Are mobile point of sale (mPOS) systems part of the solution, or do they carry security risks of their own?
mPOS generally safer than traditional POS systems
A lot of focus has been placed on the need to roll out Chip & PIN credit cards in the US, but the security problem can also be attacked from another angle: the operating system.
The reason the Target data breach was possible is pretty straightforward: POS systems are actually PCs with a peripheral, such as a card terminal. Those computers run Microsoft Windows, and it has been speculated that this is the route the hackers used. Before the Target data breach, Visa received reports and confirmed the existence of malware called “Dexter”, which is able to steal sensitive data. Dexter affected only Microsoft Windows systems.
To fight this malware, Visa recommended merchants use anti-virus software, review its list of malicious domains and IP addresses, and block them in their firewall rule sets. In other words, the whole protection process is difficult, multi-tiered and requires information to be passed to many stakeholders in the retail chain, so the potential for problems or weak points in the system is high.

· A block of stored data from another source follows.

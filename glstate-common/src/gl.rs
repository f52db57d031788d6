//! Generated OpenGL 4.6 core bindings with the `EXT_direct_state_access` and
//! `ARB_robustness` entry points.
#![allow(
    clippy::all,
    non_camel_case_types,
    non_snake_case,
    non_upper_case_globals,
    unused_imports,
    dead_code
)]

include!(concat!(env!("OUT_DIR"), "/gl_bindings.rs"));
impl Mesh {
    pub fn new(ctx: &Context, primitive: MeshPrimitive) -> Mesh {
        let state = ctx.state();
        let create = state.borrow().mesh.create;

        let mut id = 0;
        let flags = match create {
            Create::Gen => {
                unsafe { gl::GenVertexArrays(1, &mut id) };
                ObjectFlags::DELETE_ON_DESTRUCTION
            }
            Create::DirectStateAccess => {
                unsafe { gl::CreateVertexArrays(1, &mut id) };
                ObjectFlags::DELETE_ON_DESTRUCTION | ObjectFlags::CREATED
            }
        };
        state.borrow_mut().mesh.forget(id);

        Mesh {
            state,
            id,
            flags: Cell::new(flags),
            primitive,
            count: 0,
            base_vertex: 0,
            instance_count: 1,
            base_instance: 0,
            index: None,
            next_binding: 0,
        }
    }

    pub fn id(&self) -> GLuint {
        self.id
    }

    pub fn flags(&self) -> ObjectFlags {
        self.flags.get()
    }

    pub fn primitive(&self) -> MeshPrimitive {
        self.primitive
    }

    pub fn set_primitive(&mut self, primitive: MeshPrimitive) -> &mut Self {
        self.primitive = primitive;
        self
    }

    /// Vertex count, or index count for indexed meshes.
    pub fn count(&self) -> i32 {
        self.count
    }

    pub fn set_count(&mut self, count: i32) -> &mut Self {
        self.count = count;
        self
    }

    pub fn base_vertex(&self) -> i32 {
        self.base_vertex
    }

    pub fn set_base_vertex(&mut self, base_vertex: i32) -> &mut Self {
        self.base_vertex = base_vertex;
        self
    }

    pub fn instance_count(&self) -> i32 {
        self.instance_count
    }

    pub fn set_instance_count(&mut self, count: i32) -> &mut Self {
        self.instance_count = count;
        self
    }

    pub fn base_instance(&self) -> u32 {
        self.base_instance
    }

    pub fn set_base_instance(&mut self, base_instance: u32) -> &mut Self {
        self.base_instance = base_instance;
        self
    }

    pub fn is_indexed(&self) -> bool {
        self.index.is_some()
    }

    pub fn index_type(&self) -> Option<IndexType> {
        self.index.map(|index| index.ty)
    }

    pub(crate) fn index_binding(&self) -> Option<IndexBinding> {
        self.index
    }

    pub(crate) fn state(&self) -> &StateHandle {
        &self.state
    }

    /// Maximum number of vertex attributes.
    pub fn max_vertex_attributes(ctx: &Context) -> i32 {
        let state = ctx.state();
        let mut state = state.borrow_mut();
        cached_limit(&mut state.mesh.max_vertex_attributes, || unsafe {
            get_integer(gl::MAX_VERTEX_ATTRIBS)
        })
    }

    /// Binding a different vertex array also switches the index buffer.
    pub(crate) fn bind_vao(&self) {
        let mut state = self.state.borrow_mut();
        if !state.mesh.bind_vao(self.id) {
            return;
        }
        state.buffer.disengage(TargetHint::ElementArray);
        drop(state);

        unsafe { gl::BindVertexArray(self.id) }
        self.flags.set(self.flags.get() | ObjectFlags::CREATED);
    }

    /// Attach an interleaved vertex buffer. The attributes are read from
    /// `offset` on, every `stride` bytes.
    pub fn add_vertex_buffer(
        &mut self,
        buffer: &Buffer,
        offset: usize,
        stride: i32,
        divisor: u32,
        attributes: &[VertexAttribute],
    ) -> Result<&mut Self> {
        let (setup, divisor_supported, long_supported) = {
            let state = self.state.borrow();
            (
                state.mesh.attribute_setup,
                state.mesh.divisor_supported,
                state.mesh.long_attributes_supported,
            )
        };
        if divisor != 0 && !divisor_supported {
            return Err(GlStateError::MissingExtension(
                extensions::ARB_INSTANCED_ARRAYS.name(),
            ));
        }
        if !long_supported && attributes.iter().any(|a| a.kind == AttributeKind::Long) {
            return Err(GlStateError::MissingExtension(
                extensions::ARB_VERTEX_ATTRIB_64BIT.name(),
            ));
        }

        match setup {
            AttributeSetup::Default => {
                self.bind_vao();
                buffer.bind_internal(TargetHint::Array);
                for attribute in attributes {
                    let pointer = (offset + attribute.offset as usize) as *const c_void;
                    let (location, components, ty) =
                        (attribute.location, attribute.components, attribute.ty as GLenum);
                    unsafe {
                        gl::EnableVertexAttribArray(location);
                        match attribute.kind {
                            AttributeKind::Float { normalized } => gl::VertexAttribPointer(
                                location,
                                components,
                                ty,
                                normalized as u8,
                                stride,
                                pointer,
                            ),
                            AttributeKind::Integer => {
                                gl::VertexAttribIPointer(location, components, ty, stride, pointer)
                            }
                            AttributeKind::Long => {
                                gl::VertexAttribLPointer(location, components, ty, stride, pointer)
                            }
                        }
                        if divisor != 0 {
                            gl::VertexAttribDivisor(location, divisor);
                        }
                    }
                }
            }
            AttributeSetup::DirectStateAccess => {
                buffer.create_if_not_already();
                let binding = self.next_binding;
                self.next_binding += 1;
                unsafe {
                    gl::VertexArrayVertexBuffer(
                        self.id,
                        binding,
                        buffer.id(),
                        offset as isize,
                        stride,
                    );
                    for attribute in attributes {
                        let (location, components, ty) =
                            (attribute.location, attribute.components, attribute.ty as GLenum);
                        gl::EnableVertexArrayAttrib(self.id, location);
                        match attribute.kind {
                            AttributeKind::Float { normalized } => gl::VertexArrayAttribFormat(
                                self.id,
                                location,
                                components,
                                ty,
                                normalized as u8,
                                attribute.offset,
                            ),
                            AttributeKind::Integer => gl::VertexArrayAttribIFormat(
                                self.id,
                                location,
                                components,
                                ty,
                                attribute.offset,
                            ),
                            AttributeKind::Long => gl::VertexArrayAttribLFormat(
                                self.id,
                                location,
                                components,
                                ty,
                                attribute.offset,
                            ),
                        }
                        gl::VertexArrayAttribBinding(self.id, location, binding);
                    }
                    if divisor != 0 {
                        gl::VertexArrayBindingDivisor(self.id, binding, divisor);
                    }
                }
            }
        }
        Ok(self)
    }

    /// Attach an index buffer. A non-zero `end` gives the range of index
    /// values for `glDrawRangeElements`.
    pub fn set_index_buffer(
        &mut self,
        buffer: &Buffer,
        offset: usize,
        ty: IndexType,
        start: u32,
        end: u32,
    ) -> &mut Self {
        let setup = self.state.borrow().mesh.attribute_setup;
        match setup {
            AttributeSetup::Default => {
                self.bind_vao();
                buffer.bind_internal(TargetHint::ElementArray);
            }
            AttributeSetup::DirectStateAccess => {
                buffer.create_if_not_already();
                unsafe { gl::VertexArrayElementBuffer(self.id, buffer.id()) }
            }
        }
        self.index = Some(IndexBinding {
            offset,
            ty,
            start,
            end,
        });
        self
    }

    /// Draw the mesh with the program. Does nothing if the count is zero.
    pub fn draw(&self, program: &Program) -> Result<()> {
        self.draw_internal(
            program,
            DrawParams {
                count: self.count,
                base_vertex: self.base_vertex,
                instance_count: self.instance_count,
                base_instance: self.base_instance,
                index: self.index,
            },
        )
    }

    pub(crate) fn draw_internal(&self, program: &Program, params: DrawParams) -> Result<()> {
        if params.count == 0 || params.instance_count == 0 {
            return Ok(());
        }

        let (base_vertex_supported, base_instance_supported, instancing_supported) = {
            let state = self.state.borrow();
            (
                state.mesh.base_vertex_supported,
                state.mesh.base_instance_supported,
                state.mesh.instancing_supported,
            )
        };
        if params.instance_count != 1 && !instancing_supported {
            return Err(GlStateError::MissingExtension(
                extensions::ARB_DRAW_INSTANCED.name(),
            ));
        }
        if params.base_instance != 0 && !base_instance_supported {
            return Err(GlStateError::MissingExtension(
                extensions::ARB_BASE_INSTANCE.name(),
            ));
        }
        if params.index.is_some() && params.base_vertex != 0 && !base_vertex_supported {
            return Err(GlStateError::MissingExtension(
                extensions::ARB_DRAW_ELEMENTS_BASE_VERTEX.name(),
            ));
        }

        program.use_program();
        self.bind_vao();

        let primitive = self.primitive as GLenum;
        let DrawParams {
            count,
            base_vertex,
            instance_count,
            base_instance,
            ..
        } = params;

        unsafe {
            let Some(index) = params.index else {
                match (instance_count, base_instance) {
                    (1, _) => gl::DrawArrays(primitive, base_vertex, count),
                    (_, 0) => gl::DrawArraysInstanced(primitive, base_vertex, count, instance_count),
                    _ => gl::DrawArraysInstancedBaseInstance(
                        primitive,
                        base_vertex,
                        count,
                        instance_count,
                        base_instance,
                    ),
                }
                return Ok(());
            };

            let ty = index.ty as GLenum;
            let pointer = index.offset as *const c_void;
            if instance_count == 1 {
                match (base_vertex, index.end) {
                    (0, 0) => gl::DrawElements(primitive, count, ty, pointer),
                    (0, end) => gl::DrawRangeElements(primitive, index.start, end, count, ty, pointer),
                    (base_vertex, 0) => {
                        gl::DrawElementsBaseVertex(primitive, count, ty, pointer, base_vertex)
                    }
                    (base_vertex, end) => gl::DrawRangeElementsBaseVertex(
                        primitive,
                        index.start,
                        end,
                        count,
                        ty,
                        pointer,
                        base_vertex,
                    ),
                }
                return Ok(());
            }

            match (base_vertex, base_instance) {
                (0, 0) => gl::DrawElementsInstanced(primitive, count, ty, pointer, instance_count),
                (base_vertex, 0) => gl::DrawElementsInstancedBaseVertex(
                    primitive,
                    count,
                    ty,
                    pointer,
                    instance_count,
                    base_vertex,
                ),
                (0, base_instance) => gl::DrawElementsInstancedBaseInstance(
                    primitive,
                    count,
                    ty,
                    pointer,
                    instance_count,
                    base_instance,
                ),
                (base_vertex, base_instance) => gl::DrawElementsInstancedBaseVertexBaseInstance(
                    primitive,
                    count,
                    ty,
                    pointer,
                    instance_count,
                    base_vertex,
                    base_instance,
                ),
            }
        }
        Ok(())
    }

    /// Draw several ranges of the mesh with a single call.
    pub(crate) fn multi_draw(&self, program: &Program, ranges: &[(i32, i32, usize)]) {
        program.use_program();
        self.bind_vao();

        let primitive = self.primitive as GLenum;
        let counts: Vec<GLsizei> = ranges.iter().map(|(count, _, _)| *count).collect();
        let base_vertices: Vec<GLint> = ranges.iter().map(|(_, base, _)| *base).collect();

        unsafe {
            match self.index {
                None => gl::MultiDrawArrays(
                    primitive,
                    base_vertices.as_ptr(),
                    counts.as_ptr(),
                    ranges.len() as GLsizei,
                ),
                Some(index) => {
                    let offsets: Vec<*const c_void> = ranges
                        .iter()
                        .map(|(_, _, offset)| *offset as *const c_void)
                        .collect();
                    gl::MultiDrawElementsBaseVertex(
                        primitive,
                        counts.as_ptr(),
                        index.ty as GLenum,
                        offsets.as_ptr(),
                        ranges.len() as GLsizei,
                        base_vertices.as_ptr(),
                    );
                }
            }
        }
    }
}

mPOS systems provides security updates in the cloud
Mobile payment service companies providing mPOS systems have acknowledged this issue and built their own systems on mobile platforms iOS and Android. Since mPOS systems are based on the cloud, the security update is done simultaneously on all (mobile) devices, as long as readers download the latest version of the App.

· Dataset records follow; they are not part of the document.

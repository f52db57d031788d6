//! Texture internal formats and pixel transfer formats.
use glstate_common::gl;

/// Sized internal format of a texture.
#[repr(u32)]
#[derive(Copy, Clone, Debug, Eq, PartialEq, Hash)]
pub enum TextureFormat {
    R8 = gl::R8,
    RG8 = gl::RG8,
    RGB8 = gl::RGB8,
    RGBA8 = gl::RGBA8,
    SRGB8 = gl::SRGB8,
    SRGB8Alpha8 = gl::SRGB8_ALPHA8,
    R8UI = gl::R8UI,
    RGBA8UI = gl::RGBA8UI,
    R16F = gl::R16F,
    RG16F = gl::RG16F,
    RGB16F = gl::RGB16F,
    RGBA16F = gl::RGBA16F,
    R32F = gl::R32F,
    RG32F = gl::RG32F,
    RGB32F = gl::RGB32F,
    RGBA32F = gl::RGBA32F,
    R32UI = gl::R32UI,
    R32I = gl::R32I,
    RGB10A2 = gl::RGB10_A2,
    R11FG11FB10F = gl::R11F_G11F_B10F,
    DepthComponent16 = gl::DEPTH_COMPONENT16,
    DepthComponent24 = gl::DEPTH_COMPONENT24,
    DepthComponent32F = gl::DEPTH_COMPONENT32F,
    Depth24Stencil8 = gl::DEPTH24_STENCIL8,
    Depth32FStencil8 = gl::DEPTH32F_STENCIL8,
}

impl TextureFormat {
    /// A pixel format and type the format can be specified with when no
    /// data is uploaded.
    pub fn transfer_format(self) -> (PixelFormat, PixelType) {
        use PixelFormat as F;
        use PixelType as T;
        match self {
            TextureFormat::R8 => (F::Red, T::UnsignedByte),
            TextureFormat::RG8 => (F::RG, T::UnsignedByte),
            TextureFormat::RGB8 | TextureFormat::SRGB8 => (F::RGB, T::UnsignedByte),
            TextureFormat::RGBA8 | TextureFormat::SRGB8Alpha8 => (F::RGBA, T::UnsignedByte),
            TextureFormat::R8UI => (F::RedInteger, T::UnsignedByte),
            TextureFormat::RGBA8UI => (F::RGBAInteger, T::UnsignedByte),
            TextureFormat::R16F => (F::Red, T::HalfFloat),
            TextureFormat::RG16F => (F::RG, T::HalfFloat),
            TextureFormat::RGB16F => (F::RGB, T::HalfFloat),
            TextureFormat::RGBA16F => (F::RGBA, T::HalfFloat),
            TextureFormat::R32F => (F::Red, T::Float),
            TextureFormat::RG32F => (F::RG, T::Float),
            TextureFormat::RGB32F => (F::RGB, T::Float),
            TextureFormat::RGBA32F => (F::RGBA, T::Float),
            TextureFormat::R32UI => (F::RedInteger, T::UnsignedInt),
            TextureFormat::R32I => (F::RedInteger, T::Int),
            TextureFormat::RGB10A2 => (F::RGBA, T::UnsignedInt2101010Rev),
            TextureFormat::R11FG11FB10F => (F::RGB, T::UnsignedInt10F11F11FRev),
            TextureFormat::DepthComponent16 => (F::DepthComponent, T::UnsignedShort),
            TextureFormat::DepthComponent24 => (F::DepthComponent, T::UnsignedInt),
            TextureFormat::DepthComponent32F => (F::DepthComponent, T::Float),
            TextureFormat::Depth24Stencil8 => (F::DepthStencil, T::UnsignedInt248),
            TextureFormat::Depth32FStencil8 => (F::DepthStencil, T::Float32UnsignedInt248Rev),
        }
    }
}

/// Layout of pixel data in client memory.
#[repr(u32)]
#[derive(Copy, Clone, Debug, Eq, PartialEq, Hash)]
pub enum PixelFormat {
    Red = gl::RED,
    RG = gl::RG,
    RGB = gl::RGB,
    RGBA = gl::RGBA,
    BGR = gl::BGR,
    BGRA = gl::BGRA,
    RedInteger = gl::RED_INTEGER,
    RGInteger = gl::RG_INTEGER,
    RGBInteger = gl::RGB_INTEGER,
    RGBAInteger = gl::RGBA_INTEGER,
    DepthComponent = gl::DEPTH_COMPONENT,
    StencilIndex = gl::STENCIL_INDEX,
    DepthStencil = gl::DEPTH_STENCIL,
}

impl PixelFormat {
    pub fn components(self) -> usize {
        match self {
            PixelFormat::Red
            | PixelFormat::RedInteger
            | PixelFormat::DepthComponent
            | PixelFormat::StencilIndex => 1,
            PixelFormat::RG | PixelFormat::RGInteger | PixelFormat::DepthStencil => 2,
            PixelFormat::RGB | PixelFormat::BGR | PixelFormat::RGBInteger => 3,
            PixelFormat::RGBA | PixelFormat::BGRA | PixelFormat::RGBAInteger => 4,
        }
    }
}

/// Data type of pixel components in client memory.
#[repr(u32)]
#[derive(Copy, Clone, Debug, Eq, PartialEq, Hash)]
pub enum PixelType {
    UnsignedByte = gl::UNSIGNED_BYTE,
    Byte = gl::BYTE,
    UnsignedShort = gl::UNSIGNED_SHORT,
    Short = gl::SHORT,
    UnsignedInt = gl::UNSIGNED_INT,
    Int = gl::INT,
    HalfFloat = gl::HALF_FLOAT,
    Float = gl::FLOAT,
    UnsignedInt248 = gl::UNSIGNED_INT_24_8,
    UnsignedInt10F11F11FRev = gl::UNSIGNED_INT_10F_11F_11F_REV,
    UnsignedInt2101010Rev = gl::UNSIGNED_INT_2_10_10_10_REV,
    Float32UnsignedInt248Rev = gl::FLOAT_32_UNSIGNED_INT_24_8_REV,
}

/// Size of one pixel in bytes.
pub fn pixel_size(format: PixelFormat, ty: PixelType) -> usize {
    let component = match ty {
        PixelType::UnsignedByte | PixelType::Byte => 1,
        PixelType::UnsignedShort | PixelType::Short | PixelType::HalfFloat => 2,
        PixelType::UnsignedInt | PixelType::Int | PixelType::Float => 4,
        // packed types hold the whole pixel
        PixelType::UnsignedInt248
        | PixelType::UnsignedInt10F11F11FRev
        | PixelType::UnsignedInt2101010Rev => return 4,
        PixelType::Float32UnsignedInt248Rev => return 8,
    };
    component * format.components()
}

#[cfg(test)]
mod test {
    use super::*;

    #[test]
    fn pixel_sizes() {
        assert_eq!(pixel_size(PixelFormat::RGBA, PixelType::UnsignedByte), 4);
        assert_eq!(pixel_size(PixelFormat::RGB, PixelType::Float), 12);
        assert_eq!(pixel_size(PixelFormat::RG, PixelType::HalfFloat), 4);
        assert_eq!(pixel_size(PixelFormat::DepthStencil, PixelType::UnsignedInt248), 4);
        assert_eq!(
            pixel_size(PixelFormat::DepthStencil, PixelType::Float32UnsignedInt248Rev),
            8
        );
    }

    #[test]
    fn transfer_formats_match_pixel_size() {
        let (format, ty) = TextureFormat::RGBA32F.transfer_format();
        assert_eq!(pixel_size(format, ty), 16);
        let (format, ty) = TextureFormat::Depth24Stencil8.transfer_format();
        assert_eq!(pixel_size(format, ty), 4);
    }
}
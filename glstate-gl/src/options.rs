//! Context creation options.

/// Environment variable holding extensions to disable, separated by spaces
/// or commas.
pub const DISABLE_EXTENSIONS_ENV: &str = "GLSTATE_DISABLE_EXTENSIONS";

/// Environment variable holding driver workarounds to disable, separated by
/// spaces or commas.
pub const DISABLE_WORKAROUNDS_ENV: &str = "GLSTATE_DISABLE_WORKAROUNDS";

/// Options for context creation.
#[derive(Debug, Clone)]
pub struct ContextOptions {
    /// Extensions that are never used, even if the driver advertises them.
    pub disabled_extensions: Vec<String>,
    /// Driver workarounds that are not applied.
    pub disabled_workarounds: Vec<String>,
    /// Log the optional features and workarounds in use after creation.
    pub log_used_extensions: bool,
}

impl Default for ContextOptions {
    fn default() -> Self {
        ContextOptions {
            disabled_extensions: Vec::new(),
            disabled_workarounds: Vec::new(),
            log_used_extensions: true,
        }
    }
}

impl ContextOptions {
    /// Read options from the `GLSTATE_DISABLE_EXTENSIONS` and
    /// `GLSTATE_DISABLE_WORKAROUNDS` environment variables.
    pub fn from_env() -> ContextOptions {
        let read = |name: &str| {
            std::env::var(name)
                .map(|value| split_list(&value))
                .unwrap_or_default()
        };

        ContextOptions {
            disabled_extensions: read(DISABLE_EXTENSIONS_ENV),
            disabled_workarounds: read(DISABLE_WORKAROUNDS_ENV),
            ..Default::default()
        }
    }
}

pub(crate) fn split_list(value: &str) -> Vec<String> {
    value
        .split(|c: char| c.is_whitespace() || c == ',')
        .filter(|s| !s.is_empty())
        .map(str::to_owned)
        .collect()
}
//! # Binary Quadratic Solvers
//!
//! $$
//! x^\* = \arg\min_{x\in\{0,1\}^n,\ \sum_i x_i=k} Q(x)
//! $$
//!
//! Pluggable solver seam: an exact enumerator, a simulated annealer, or an
//! external (classical or quantum) optimizer all consume the same model and
//! constraint.

pub mod annealing;
pub mod exhaustive;

pub use annealing::AnnealingConfig;
pub use annealing::AnnealingSolver;
pub use exhaustive::ExhaustiveSolver;

use crate::error::QuboError;
use crate::error::Result;
use crate::qubo::CardinalityConstraint;
use crate::qubo::QuboModel;
use crate::types::SelectionResult;

/// Contract for anything able to minimize a QUBO under a cardinality
/// constraint.
pub trait BinaryQuadraticSolver {
  /// Minimize `model` subject to `constraint`, returning the best selection
  /// found together with its objective value.
  fn solve(
    &self,
    model: &QuboModel,
    constraint: &CardinalityConstraint,
  ) -> Result<SelectionResult>;
}

pub(crate) fn check_problem(model: &QuboModel, constraint: &CardinalityConstraint) -> Result<()> {
  if model.num_variables() != constraint.num_variables() {
    return Err(QuboError::DimensionMismatch {
      expected: format!("{} decision variables", model.num_variables()),
      got: format!("{}", constraint.num_variables()),
    });
  }
  Ok(())
}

To read the card data, most mPOS systems require a card reader attached to either the audio jack of the phone as is the case with Square in the US, or via Bluetooth. However, since the hardware attached to the smartphone or tablet has the same function as the payment terminal attached to the traditional Windows-based POS system, the transaction data is protected both at software and mobile platform levels.
iOS ahead in security
But which platform is the most secure? Well, the mobile OS market is a two-horse race between the iOS and Android operating systems (OS), with the latter currently enjoying a huge majority (70 per cent) of global market share.
Market share does not always guarantee security, and in fact all mobile OS security reports rank Android as the platform most targeted by malware. To put that into numbers, F-Secure’s mobile threat report is a good resource, which states that Android accounted for 99 per cent of all new malware threats that emerged in Q1 2014.

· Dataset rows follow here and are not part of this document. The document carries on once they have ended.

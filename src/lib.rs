//! # quboselect
//!
//! $$
//! \min_{x\in\{0,1\}^n}\ \lambda\,x^\top\Sigma x-\mu^\top x
//! \quad\text{s.t.}\quad \textstyle\sum_i x_i=k
//! $$
//!
//! Binary portfolio selection under a mean-variance objective: builds the
//! QUBO for a set of asset return statistics and solves it through a
//! pluggable binary quadratic solver.

pub mod engine;
pub mod error;
pub mod qubo;
pub mod solver;
pub mod stats;
pub mod types;
pub mod universe;

pub use engine::SelectionConfig;
pub use engine::SelectionEngine;
pub use error::QuboError;
pub use error::Result;
pub use qubo::CardinalityConstraint;
pub use qubo::QuboModel;
pub use solver::AnnealingConfig;
pub use solver::AnnealingSolver;
pub use solver::BinaryQuadraticSolver;
pub use solver::ExhaustiveSolver;
pub use stats::ReturnStatistics;
pub use types::SelectionReport;
pub use types::SelectionResult;
pub use types::SolverMethod;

The same F-Secure report mentioned only one emerging malware type for iOS, which propelled Apple’s mobile OS to the top of the most secure mobile platforms alongside BlackBerry. As Apple’s security report reveals, iOS was created with security at its core.
But if you are an Android user, it does not mean that your smartphone or tablet cannot be used securely to receive payments.
Security measures for Android
This leads to the question: if you are a merchant using an mPOS system, how can you protect your Android device?
- The first part of the answer is pretty straightforward: since the OS is the target of malware, it is a good idea to install an anti-virus program on your device to scan all apps you download. There are several good free anti-virus programs to choose from.
- Even with a virus program, do your best to only download legitimate apps without viruses. Android allows you to download apps outside Google Play, but it is not always a good idea. Even on Google Play there have been examples of apps with malware, so make sure you only download well known and tested apps.
- Lock your phone: it may sound surprising, but manual installation of malware is still the most common. By always locking your phone, you can prevent others from meddling with it.
iPhone users: keep your device up to date
There is one exception though: when a user jailbreaks the device. By doing so, the user deletes all the security measures Apple took to secure the device from viruses by applying code signing. By jailbreaking the iOS device, the user disables most of the code signing checks, opening the door to malware and viruses. If you buy a used phone, make sure it has not been jailbroken, and if you decide to jailbreak your own phone, you had better know what you are doing.
So protect your iDevice; always make sure you are running the latest version of iOS.